### Problem statement
Hunt for the word "errors" across the entries below, copying each line that holds it.
======
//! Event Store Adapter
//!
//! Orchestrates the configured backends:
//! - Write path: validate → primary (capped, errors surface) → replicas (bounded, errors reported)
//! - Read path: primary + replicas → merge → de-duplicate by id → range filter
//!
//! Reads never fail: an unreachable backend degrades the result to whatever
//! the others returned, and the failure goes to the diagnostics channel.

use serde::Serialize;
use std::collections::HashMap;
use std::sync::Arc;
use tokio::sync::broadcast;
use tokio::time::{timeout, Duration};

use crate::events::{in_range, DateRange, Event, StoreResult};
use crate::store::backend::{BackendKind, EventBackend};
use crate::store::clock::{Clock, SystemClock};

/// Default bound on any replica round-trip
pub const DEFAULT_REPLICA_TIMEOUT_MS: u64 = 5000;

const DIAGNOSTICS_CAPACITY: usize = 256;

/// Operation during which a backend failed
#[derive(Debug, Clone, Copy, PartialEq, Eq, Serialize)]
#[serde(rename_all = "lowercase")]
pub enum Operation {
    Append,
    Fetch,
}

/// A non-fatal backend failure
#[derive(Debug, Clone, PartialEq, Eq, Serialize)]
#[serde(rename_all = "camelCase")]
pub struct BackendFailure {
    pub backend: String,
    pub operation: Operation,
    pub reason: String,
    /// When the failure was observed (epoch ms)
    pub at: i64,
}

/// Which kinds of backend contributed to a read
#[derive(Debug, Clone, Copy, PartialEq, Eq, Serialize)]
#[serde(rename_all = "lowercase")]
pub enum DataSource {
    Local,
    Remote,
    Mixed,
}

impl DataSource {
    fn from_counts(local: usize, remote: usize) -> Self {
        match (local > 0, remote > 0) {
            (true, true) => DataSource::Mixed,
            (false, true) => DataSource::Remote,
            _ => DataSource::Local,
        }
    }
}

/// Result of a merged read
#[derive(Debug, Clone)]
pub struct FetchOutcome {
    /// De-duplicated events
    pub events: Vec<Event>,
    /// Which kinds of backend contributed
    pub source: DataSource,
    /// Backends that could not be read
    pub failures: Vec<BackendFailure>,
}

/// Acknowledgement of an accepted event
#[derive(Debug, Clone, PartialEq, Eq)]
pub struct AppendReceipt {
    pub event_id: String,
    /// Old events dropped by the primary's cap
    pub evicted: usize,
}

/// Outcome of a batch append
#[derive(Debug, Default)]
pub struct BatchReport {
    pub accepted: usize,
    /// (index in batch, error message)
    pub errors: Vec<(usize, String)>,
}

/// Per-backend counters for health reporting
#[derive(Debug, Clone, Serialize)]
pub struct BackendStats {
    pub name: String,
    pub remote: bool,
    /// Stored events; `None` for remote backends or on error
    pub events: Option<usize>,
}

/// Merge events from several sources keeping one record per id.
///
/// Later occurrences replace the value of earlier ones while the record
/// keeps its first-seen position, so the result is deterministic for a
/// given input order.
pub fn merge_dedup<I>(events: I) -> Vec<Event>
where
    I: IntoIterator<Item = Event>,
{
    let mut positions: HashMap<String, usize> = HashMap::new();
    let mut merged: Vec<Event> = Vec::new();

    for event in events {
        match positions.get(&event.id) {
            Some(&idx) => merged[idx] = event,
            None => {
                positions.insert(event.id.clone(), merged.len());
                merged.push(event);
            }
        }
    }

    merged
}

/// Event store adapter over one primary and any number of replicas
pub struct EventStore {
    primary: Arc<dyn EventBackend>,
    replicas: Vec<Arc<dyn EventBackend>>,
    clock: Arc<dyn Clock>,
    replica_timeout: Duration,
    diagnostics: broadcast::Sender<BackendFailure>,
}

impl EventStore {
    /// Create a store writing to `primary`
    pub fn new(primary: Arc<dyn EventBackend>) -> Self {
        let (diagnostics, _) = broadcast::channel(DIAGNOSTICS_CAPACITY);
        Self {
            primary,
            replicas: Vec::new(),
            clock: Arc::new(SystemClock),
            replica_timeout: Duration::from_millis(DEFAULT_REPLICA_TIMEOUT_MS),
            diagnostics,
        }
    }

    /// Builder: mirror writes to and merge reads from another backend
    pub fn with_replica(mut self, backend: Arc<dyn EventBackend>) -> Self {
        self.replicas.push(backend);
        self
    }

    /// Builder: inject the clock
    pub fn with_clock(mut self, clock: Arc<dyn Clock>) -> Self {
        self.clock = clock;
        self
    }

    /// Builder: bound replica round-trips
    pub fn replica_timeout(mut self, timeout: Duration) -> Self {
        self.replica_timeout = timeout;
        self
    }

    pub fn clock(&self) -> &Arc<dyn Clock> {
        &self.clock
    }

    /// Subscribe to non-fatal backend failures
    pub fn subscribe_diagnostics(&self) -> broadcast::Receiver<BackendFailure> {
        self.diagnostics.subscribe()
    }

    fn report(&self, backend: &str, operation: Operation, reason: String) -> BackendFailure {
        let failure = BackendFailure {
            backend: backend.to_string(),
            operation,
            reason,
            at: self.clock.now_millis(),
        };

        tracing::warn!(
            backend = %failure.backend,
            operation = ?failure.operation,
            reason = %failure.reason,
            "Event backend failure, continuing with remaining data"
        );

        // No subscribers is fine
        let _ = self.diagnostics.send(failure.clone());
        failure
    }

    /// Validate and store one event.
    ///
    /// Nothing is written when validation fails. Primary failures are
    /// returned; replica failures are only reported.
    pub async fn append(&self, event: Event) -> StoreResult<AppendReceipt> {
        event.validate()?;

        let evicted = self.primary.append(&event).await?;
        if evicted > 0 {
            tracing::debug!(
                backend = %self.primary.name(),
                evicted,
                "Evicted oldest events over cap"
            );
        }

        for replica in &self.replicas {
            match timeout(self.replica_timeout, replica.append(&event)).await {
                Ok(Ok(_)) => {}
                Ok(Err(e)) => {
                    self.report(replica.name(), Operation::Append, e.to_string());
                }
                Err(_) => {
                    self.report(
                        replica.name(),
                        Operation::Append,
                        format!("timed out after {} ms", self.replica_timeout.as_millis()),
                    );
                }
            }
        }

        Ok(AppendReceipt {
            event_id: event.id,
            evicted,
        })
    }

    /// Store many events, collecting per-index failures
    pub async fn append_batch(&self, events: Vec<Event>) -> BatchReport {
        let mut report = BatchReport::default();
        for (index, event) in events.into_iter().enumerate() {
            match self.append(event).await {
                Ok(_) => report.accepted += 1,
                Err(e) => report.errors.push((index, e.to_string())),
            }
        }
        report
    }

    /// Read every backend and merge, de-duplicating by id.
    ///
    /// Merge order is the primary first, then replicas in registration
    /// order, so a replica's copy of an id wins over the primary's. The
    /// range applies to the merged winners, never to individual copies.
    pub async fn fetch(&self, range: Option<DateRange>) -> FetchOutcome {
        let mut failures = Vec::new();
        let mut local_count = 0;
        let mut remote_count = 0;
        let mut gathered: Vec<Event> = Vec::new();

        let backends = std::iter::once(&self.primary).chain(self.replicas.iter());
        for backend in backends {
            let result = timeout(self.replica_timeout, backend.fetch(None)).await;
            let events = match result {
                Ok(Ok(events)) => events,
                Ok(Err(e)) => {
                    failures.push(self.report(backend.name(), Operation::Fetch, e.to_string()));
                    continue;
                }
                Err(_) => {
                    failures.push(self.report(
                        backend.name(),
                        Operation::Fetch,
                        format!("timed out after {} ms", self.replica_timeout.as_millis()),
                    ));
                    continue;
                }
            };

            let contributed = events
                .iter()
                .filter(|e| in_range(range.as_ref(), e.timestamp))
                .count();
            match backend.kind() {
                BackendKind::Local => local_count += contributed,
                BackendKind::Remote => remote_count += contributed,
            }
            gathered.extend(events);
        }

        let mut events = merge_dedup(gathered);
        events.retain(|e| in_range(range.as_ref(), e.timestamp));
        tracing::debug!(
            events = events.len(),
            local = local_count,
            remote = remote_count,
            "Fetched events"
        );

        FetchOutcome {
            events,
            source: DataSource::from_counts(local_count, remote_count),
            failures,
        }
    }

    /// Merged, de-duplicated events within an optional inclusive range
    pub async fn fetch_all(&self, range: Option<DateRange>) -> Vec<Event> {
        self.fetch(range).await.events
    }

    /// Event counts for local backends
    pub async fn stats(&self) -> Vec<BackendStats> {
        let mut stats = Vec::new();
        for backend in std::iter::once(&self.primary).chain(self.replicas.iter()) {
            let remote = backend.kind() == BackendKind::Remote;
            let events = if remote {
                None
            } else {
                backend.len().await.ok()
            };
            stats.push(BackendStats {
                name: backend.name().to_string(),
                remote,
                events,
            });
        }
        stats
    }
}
======
### Response
//! - Write path: validate → primary (capped, errors surface) → replicas (bounded, errors reported)
    pub errors: Vec<(usize, String)>,
                Err(e) => report.errors.push((index, e.to_string())),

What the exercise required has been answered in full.